Downtown Eastside-based community groups are jointly speaking out against the Province’s Promotion of Unbiased Policing - Police Stops standards, which came into effect on January 15, 2020.
The standards uphold outdated views and de-legitimized practices of random checks, also known as police stops or “carding” — even though their efficacy has never been proven.

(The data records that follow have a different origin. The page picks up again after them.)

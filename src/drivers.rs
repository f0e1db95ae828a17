// src/drivers.rs
//
// =============================================================================
// ROBOCTAB: DRIVER MODULE & INTERFACE
// =============================================================================
//
// The Hexagonal Port.
//
// Responsibilities:
// 1. Define the `PipetteDriver` trait (The Contract).
// 2. Dispatch a `DriverKind` to a concrete implementation.
//
// Drivers only ever see absolute `DeviceOp`s from a plan that has already
// passed every capacity and deck check.

use crate::commands::DeviceOp;
use anyhow::Result;
use serde::{Deserialize, Serialize};

pub mod console;
pub mod recording;

pub use console::ConsoleDriver;
pub use recording::RecordingDriver;

// ============================================================================
// 1. THE DRIVER TRAIT (The Contract)
// ============================================================================

pub trait PipetteDriver {
    fn name(&self) -> &str;

    /// Performs one non-barrier command. Errors abort the run.
    fn execute(&mut self, op: &DeviceOp) -> Result<()>;

    /// Operator barrier: returns only once the operator has acknowledged.
    fn pause(&mut self, message: &str) -> Result<()>;

    fn begin_run(&mut self, _fingerprint: &str, _plate_count: usize, _commands: usize) -> Result<()> {
        Ok(())
    }

    /// `failure` carries the failing command index and the error text.
    fn end_run(&mut self, _failure: Option<(usize, &str)>) -> Result<()> {
        Ok(())
    }
}

impl<T: PipetteDriver + ?Sized> PipetteDriver for Box<T> {
    fn name(&self) -> &str {
        (**self).name()
    }

    fn execute(&mut self, op: &DeviceOp) -> Result<()> {
        (**self).execute(op)
    }

    fn pause(&mut self, message: &str) -> Result<()> {
        (**self).pause(message)
    }

    fn begin_run(&mut self, fingerprint: &str, plate_count: usize, commands: usize) -> Result<()> {
        (**self).begin_run(fingerprint, plate_count, commands)
    }

    fn end_run(&mut self, failure: Option<(usize, &str)>) -> Result<()> {
        (**self).end_run(failure)
    }
}

// ============================================================================
// 2. THE DISPATCHER (The Factory)
// ============================================================================

#[derive(Debug, Clone, Copy, PartialEq, Eq, Serialize, Deserialize, clap::ValueEnum)]
#[serde(rename_all = "snake_case")]
pub enum DriverKind {
    /// Prints commands, waits for Enter at every operator barrier.
    Console,
    /// Prints commands and acknowledges barriers automatically.
    Unattended,
    /// Keeps everything in memory; nothing is printed.
    DryRun,
}

pub struct DriverFactory;

impl DriverFactory {
    pub fn get(kind: DriverKind) -> Box<dyn PipetteDriver> {
        match kind {
            DriverKind::Console => Box::new(ConsoleDriver::stdio(false)),
            DriverKind::Unattended => Box::new(ConsoleDriver::stdio(true)),
            DriverKind::DryRun => Box::new(RecordingDriver::new()),
        }
    }
}
// src/drivers/recording.rs
//
// In-memory driver for dry runs and tests.

use crate::commands::DeviceOp;
use crate::drivers::PipetteDriver;
use anyhow::{anyhow, Result};

#[derive(Debug, Default)]
pub struct RecordingDriver {
    pub executed: Vec<DeviceOp>,
    pub pauses: Vec<String>,
    /// Fail on the n-th call (0-based) to exercise abort paths.
    fail_at: Option<usize>,
    calls: usize,
    pub finished: Option<bool>,
}

impl RecordingDriver {
    pub fn new() -> Self {
        Self::default()
    }

    pub fn failing_at(call: usize) -> Self {
        Self {
            fail_at: Some(call),
            ..Self::default()
        }
    }

    fn tick(&mut self) -> Result<()> {
        let call = self.calls;
        self.calls += 1;
        if self.fail_at == Some(call) {
            return Err(anyhow!("simulated hardware fault on call {call}"));
        }
        Ok(())
    }
}

impl PipetteDriver for RecordingDriver {
    fn name(&self) -> &str {
        "recording"
    }

    fn execute(&mut self, op: &DeviceOp) -> Result<()> {
        self.tick()?;
        self.executed.push(op.clone());
        Ok(())
    }

    fn pause(&mut self, message: &str) -> Result<()> {
        self.tick()?;
        self.pauses.push(message.to_string());
        Ok(())
    }

    fn end_run(&mut self, failure: Option<(usize, &str)>) -> Result<()> {
        self.finished = Some(failure.is_none());
        Ok(())
    }
}
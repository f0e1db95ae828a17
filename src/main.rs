// src/main.rs
//
// =============================================================================
// ROBOCTAB: COMMANDER & ENTRY POINT
// =============================================================================
//
// Modes:
// 1. CHECK:      Validate a configuration, print plate count and fingerprint.
// 2. PLAN:       Dry run; print the full command sequence (text or JSON).
// 3. RUN:        Execute through a driver, journaling every command.
// 4. DISTRIBUTE: Plan one ad-hoc reagent distribution.
// 5. JOURNAL:    Read back a run journal.

use anyhow::{Context, Result};
use clap::{Parser, Subcommand};
use std::path::{Path, PathBuf};

use roboctab::addressing::ColumnRange;
use roboctab::config::ProtocolConfig;
use roboctab::distribution::ReagentPhase;
use roboctab::drivers::{DriverFactory, DriverKind};
use roboctab::journal::{JournalEntry, JournalReader, JournalWriter, JournaledDriver};
use roboctab::protocol::{plan, single_distribution};
use roboctab::runner::execute_plan;

// ============================================================================
// 1. CLI DEFINITION
// ============================================================================

#[derive(Parser)]
#[command(
    name = "roboctab",
    version,
    about = "Automated CTAB DNA extraction sequencer"
)]
struct Cli {
    #[command(subcommand)]
    command: Commands,
}

#[derive(Subcommand)]
enum Commands {
    /// Validate a configuration file.
    Check {
        /// YAML configuration; defaults apply when omitted.
        #[arg(long)]
        config: Option<PathBuf>,
    },

    /// Build the full plan and print it without executing anything.
    Plan {
        #[arg(long)]
        config: Option<PathBuf>,

        /// Emit the plan as JSON.
        #[arg(long)]
        json: bool,
    },

    /// Execute the protocol.
    Run {
        #[arg(long)]
        config: Option<PathBuf>,

        /// Append every executed command to this journal.
        #[arg(long, default_value = "roboctab.journal")]
        journal: PathBuf,

        #[arg(long, value_enum, default_value_t = DriverKind::Console)]
        driver: DriverKind,
    },

    /// Plan a single reagent distribution onto one plate.
    Distribute {
        #[arg(long, value_enum)]
        phase: ReagentPhase,

        /// Plate index (1-based).
        #[arg(long, default_value_t = 1)]
        plate: u8,

        #[arg(long, default_value_t = 1)]
        first: u8,

        #[arg(long, default_value_t = 12)]
        last: u8,

        /// Volume per column (uL).
        #[arg(long)]
        volume: f64,

        #[arg(long, default_value_t = 300.0)]
        capacity: f64,
    },

    /// Print the records of a run journal.
    Journal {
        #[arg(long)]
        path: PathBuf,
    },
}

// ============================================================================
// 2. ENTRY POINT
// ============================================================================

fn main() -> Result<()> {
    let cli = Cli::parse();
    env_logger::Builder::from_env(env_logger::Env::default().default_filter_or("info")).init();

    match cli.command {
        Commands::Check { config } => run_check(config.as_deref()),
        Commands::Plan { config, json } => run_plan(config.as_deref(), json),
        Commands::Run {
            config,
            journal,
            driver,
        } => run_protocol(config.as_deref(), &journal, driver),
        Commands::Distribute {
            phase,
            plate,
            first,
            last,
            volume,
            capacity,
        } => run_distribute(phase, plate, ColumnRange::new(first, last), volume, capacity),
        Commands::Journal { path } => run_journal(&path),
    }
}

fn load_config(path: Option<&Path>) -> Result<ProtocolConfig> {
    match path {
        Some(p) => ProtocolConfig::load_yaml(p)
            .with_context(|| format!("Failed to load configuration {}", p.display())),
        None => {
            log::info!("No configuration given; using the stock protocol");
            Ok(ProtocolConfig::default())
        }
    }
}

// ============================================================================
// 3. SUBCOMMANDS
// ============================================================================

fn run_check(path: Option<&Path>) -> Result<()> {
    let config = load_config(path)?;
    let plates = config.plate_count()?;
    println!("configuration OK");
    println!("  plates:      {plates}");
    println!("  columns:     {}", config.total_columns());
    println!("  mixing:      {:?}", config.chloroform_mixing);
    println!("  fingerprint: {}", config.fingerprint()?);
    Ok(())
}

fn run_plan(path: Option<&Path>, json: bool) -> Result<()> {
    let config = load_config(path)?;
    let plan = plan(&config).context("Planning failed")?;
    if json {
        println!("{}", serde_json::to_string_pretty(&plan)?);
        return Ok(());
    }
    for (i, op) in plan.ops.iter().enumerate() {
        println!("{:>5}  {}", i, op);
    }
    println!(
        "-- {} commands, {} operator pauses, {} deck checkpoint(s)",
        plan.ops.len(),
        plan.pause_count(),
        plan.checkpoints.len()
    );
    Ok(())
}

fn run_protocol(path: Option<&Path>, journal: &Path, kind: DriverKind) -> Result<()> {
    let config = load_config(path)?;
    // Every invariant is checked here, before the first command is sent.
    let plan = plan(&config).context("Planning failed; nothing was executed")?;

    let writer = JournalWriter::open(journal)
        .with_context(|| format!("Failed to open journal {}", journal.display()))?
        .with_fsync(true);
    let mut driver = JournaledDriver::new(DriverFactory::get(kind), writer);

    let report = execute_plan(&plan, &mut driver)?;
    log::info!(
        "Journal written to {} ({} commands)",
        journal.display(),
        report.commands_executed + report.pauses_acknowledged
    );
    Ok(())
}

fn run_distribute(
    phase: ReagentPhase,
    plate: u8,
    range: ColumnRange,
    volume: f64,
    capacity: f64,
) -> Result<()> {
    let ops = single_distribution(phase, plate, range, volume, capacity)
        .with_context(|| format!("Cannot plan {phase:?} distribution"))?;
    for (i, op) in ops.iter().enumerate() {
        println!("{:>4}  {}", i, op);
    }
    Ok(())
}

fn run_journal(path: &Path) -> Result<()> {
    let mut reader = JournalReader::open(path)?;
    let records = reader.read_all()?;
    log::info!(
        "Read {} up to byte {}",
        reader.path().display(),
        reader.cursor()
    );
    for record in &records {
        let ts = chrono::DateTime::from_timestamp_millis(record.ts_ms)
            .map(|t| t.to_rfc3339())
            .unwrap_or_else(|| record.ts_ms.to_string());
        match &record.entry {
            JournalEntry::Command { index, op } => println!("{ts}  {index:>5}  {op}"),
            JournalEntry::Paused { index, message } => {
                println!("{ts}  {index:>5}  PAUSE: {message}")
            }
            other => println!("{ts}  -- {}", serde_json::to_string(other)?),
        }
    }
    println!("-- {} record(s)", records.len());
    Ok(())
}
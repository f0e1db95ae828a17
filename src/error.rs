// src/error.rs
//
// =============================================================================
// ROBOCTAB: ERROR TAXONOMY
// =============================================================================
//
// Every failure is fatal. Configuration and invariant errors are raised while
// the plan is being built, before the first physical command is issued.

use crate::core::{LabwareRole, SlotId};
use thiserror::Error;

#[derive(Debug, Error)]
pub enum ProtocolError {
    /// Pre-flight configuration problem (volumes, column ranges, plates).
    #[error("configuration error: {0}")]
    Config(String),

    /// A computed tip load would exceed the instrument capacity.
    #[error("capacity violation: {requested} uL requested with {held} uL already held (capacity {capacity} uL)")]
    CapacityViolation {
        requested: f64,
        held: f64,
        capacity: f64,
    },

    /// Pipette command issued in a tip state that cannot accept it.
    #[error("tip state violation: {0}")]
    TipState(String),

    /// A relocation would target a slot that is occupied or unavailable.
    #[error("slot conflict on slot {slot}: {detail}")]
    SlotConflict { slot: SlotId, detail: String },

    /// A labware lifecycle transition that the state machine forbids.
    #[error("illegal transition for {labware}: {detail}")]
    IllegalTransition { labware: LabwareRole, detail: String },

    #[error("unknown labware: {0}")]
    UnknownLabware(LabwareRole),

    /// A planned command touches labware that is not on the deck at that point.
    #[error("command {step} uses {labware}, which is not on the deck")]
    NotOnDeck { labware: LabwareRole, step: usize },

    #[error("I/O error on {path}: {source}")]
    Io {
        path: String,
        #[source]
        source: std::io::Error,
    },

    #[error("failed to parse protocol configuration: {0}")]
    Parse(#[from] serde_yaml::Error),

    #[error("journal error: {0}")]
    Journal(String),
}

impl ProtocolError {
    pub fn config(msg: impl Into<String>) -> Self {
        ProtocolError::Config(msg.into())
    }

    pub fn io(source: std::io::Error, path: impl Into<String>) -> Self {
        ProtocolError::Io {
            path: path.into(),
            source,
        }
    }
}

pub type Result<T> = std::result::Result<T, ProtocolError>;
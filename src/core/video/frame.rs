use image::{imageops, GrayImage, RgbaImage};

/// 帧数据结构
#[derive(Debug, Clone)]
pub struct Frame {
    pub image: RgbaImage,
    /// 1-based index in the sub-video.
    pub frame_number: u64,
}

impl Frame {
    pub fn new(image: RgbaImage, frame_number: u64) -> Self {
        Self {
            image,
            frame_number,
        }
    }

    pub fn width(&self) -> u32 {
        self.image.width()
    }

    pub fn height(&self) -> u32 {
        self.image.height()
    }

    /// Bilinear rescale by `factor`; a factor of 1.0 returns an unchanged copy.
    pub fn scaled(&self, factor: f32) -> Frame {
        if (factor - 1.0).abs() < f32::EPSILON {
            return self.clone();
        }
        let target_width = ((self.width() as f32 * factor).round() as u32).max(1);
        let target_height = ((self.height() as f32 * factor).round() as u32).max(1);
        let resized = imageops::resize(
            &self.image,
            target_width,
            target_height,
            imageops::FilterType::Triangle,
        );

        Frame {
            image: resized,
            frame_number: self.frame_number,
        }
    }

    pub fn to_gray(&self) -> GrayImage {
        imageops::grayscale(&self.image)
    }
}

/// 帧元数据（轻量级，用于日志）
#[derive(Debug, Clone, Copy)]
pub struct FrameInfo {
    pub width: u32,
    pub height: u32,
    pub frame_number: u64,
}

impl FrameInfo {
    pub fn from_frame(frame: &Frame) -> Self {
        Self {
            width: frame.width(),
            height: frame.height(),
            frame_number: frame.frame_number,
        }
    }
}
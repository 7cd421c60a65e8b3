pub mod analyzer;

pub use analyzer::BehaviorAnalyzer;
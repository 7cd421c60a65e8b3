//! 行为分析器

use crate::core::behavior::{EventDetector, ResultRecord};
use crate::core::config::RunConfig;
use crate::core::error::{ConfigError, PipelineError};
use crate::core::pipeline::{CancelToken, Manifest, RunCoordinator, RunReport, RunStats, VideoJob};
use crate::core::tracking::{PositionSeries, ThresholdTracker};
use log::{info, warn};
use std::path::{Path, PathBuf};

/// Entry point for callers that do not need to swap the tracker.
///
/// ```no_run
/// use mousetrack::api::BehaviorAnalyzer;
/// use mousetrack::core::config::RunConfig;
/// use mousetrack::core::pipeline::Manifest;
///
/// let analyzer = BehaviorAnalyzer::create(RunConfig::default()).unwrap();
/// let manifest = Manifest::load("manifest.json").unwrap();
/// let report = analyzer.run(&manifest).unwrap();
/// println!("{} videos analysed", report.results.len());
/// ```
pub struct BehaviorAnalyzer {
    coordinator: RunCoordinator<ThresholdTracker>,
}

impl BehaviorAnalyzer {
    pub fn create(config: RunConfig) -> Result<Self, ConfigError> {
        config.validate()?;
        info!(
            "🐭 BehaviorAnalyzer: created (workers: {}, debounce: {} frames)",
            config.worker_count(),
            config.detection.debounce_frames()
        );
        Ok(Self {
            coordinator: RunCoordinator::new(config, ThresholdTracker::new()),
        })
    }

    pub fn from_file(path: impl AsRef<Path>) -> Result<Self, ConfigError> {
        Self::create(RunConfig::load(path)?)
    }

    /// Tracks and analyses every sub-video of the manifest.
    pub fn run(&self, manifest: &Manifest) -> Result<RunReport, PipelineError> {
        self.run_jobs(&manifest.jobs())
    }

    pub fn run_jobs(&self, jobs: &[VideoJob]) -> Result<RunReport, PipelineError> {
        self.coordinator.run(jobs)
    }

    /// Stage 1 only. Returns the position tables that were written.
    pub fn track(&self, manifest: &Manifest) -> Result<Vec<PathBuf>, PipelineError> {
        let tables = self
            .coordinator
            .track(&manifest.jobs())?
            .into_iter()
            .filter_map(|outcome| match outcome {
                Ok(path) => Some(path),
                Err(failure) => {
                    warn!("⚠️ {} skipped: {}", failure.video, failure.reason);
                    None
                }
            })
            .collect();
        Ok(tables)
    }

    /// Stage 2 on one position table, without writing plots or results.
    pub fn detect_file(&self, path: impl AsRef<Path>) -> Result<ResultRecord, PipelineError> {
        let series = PositionSeries::read_csv(path)?;
        let detector = EventDetector::new(self.coordinator.config().detection.clone());
        Ok(detector.detect(&series)?.result)
    }

    pub fn cancel_token(&self) -> CancelToken {
        self.coordinator.cancel_token()
    }

    pub fn stats(&self) -> RunStats {
        self.coordinator.stats()
    }

    pub fn reset(&self) {
        self.coordinator.reset()
    }
}

impl Drop for BehaviorAnalyzer {
    fn drop(&mut self) {
        info!("🗑️ BehaviorAnalyzer: released");
    }
}

#[cfg(test)]
mod tests {
    use super::*;
    use crate::core::config::{DetectionConfig, TrackingConfig};

    #[test]
    fn test_create_rejects_invalid_config() {
        let config = RunConfig {
            tracking: TrackingConfig {
                scaling: 0.0,
                ..Default::default()
            },
            ..Default::default()
        };
        assert!(BehaviorAnalyzer::create(config).is_err());
    }

    #[test]
    fn test_detect_file_counts_dip() {
        let dir = tempfile::tempdir().unwrap();
        let path = dir.path().join("cage&1.csv");
        let mut text = String::from("frame,pos_x,pos_y,maxx,maxy,minx,miny\n");
        for frame in 1..=60u64 {
            // top edge jumps up once when the subject stands
            let min_y = if frame == 30 { 20 } else { 100 + frame % 3 };
            text.push_str(&format!("{},50,120,70,141,30,{}\n", frame, min_y));
        }
        std::fs::write(&path, text).unwrap();

        let analyzer = BehaviorAnalyzer::create(RunConfig {
            detection: DetectionConfig::for_every_frame(),
            ..Default::default()
        })
        .unwrap();
        let record = analyzer.detect_file(&path).unwrap();
        assert_eq!(record.video, "cage&1");
        assert_eq!(record.rears, 1);
    }

    #[test]
    fn test_run_rejects_invalid_job_names() {
        let analyzer = BehaviorAnalyzer::create(RunConfig::default()).unwrap();
        let jobs = vec![VideoJob::new("a.b", "frames")];
        assert!(matches!(
            analyzer.run_jobs(&jobs),
            Err(PipelineError::Config(ConfigError::Invalid { .. }))
        ));
    }
}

Across Canada, police agencies have been under pressure to cease the discredited practice of street stops, also known as “street checks” or “carding.” In Nova Scotia, the practice has been revoked through a provincial moratorium. To date, Nova Scotia is the only province to outright ban the practice, despite similar calls for police accountability across Canada. Cities such Toronto, Edmonton and Vancouver have commissioned reviews in response to community pressure, and Montreal and Ottawa have also been under pressure to stop the discredited practice.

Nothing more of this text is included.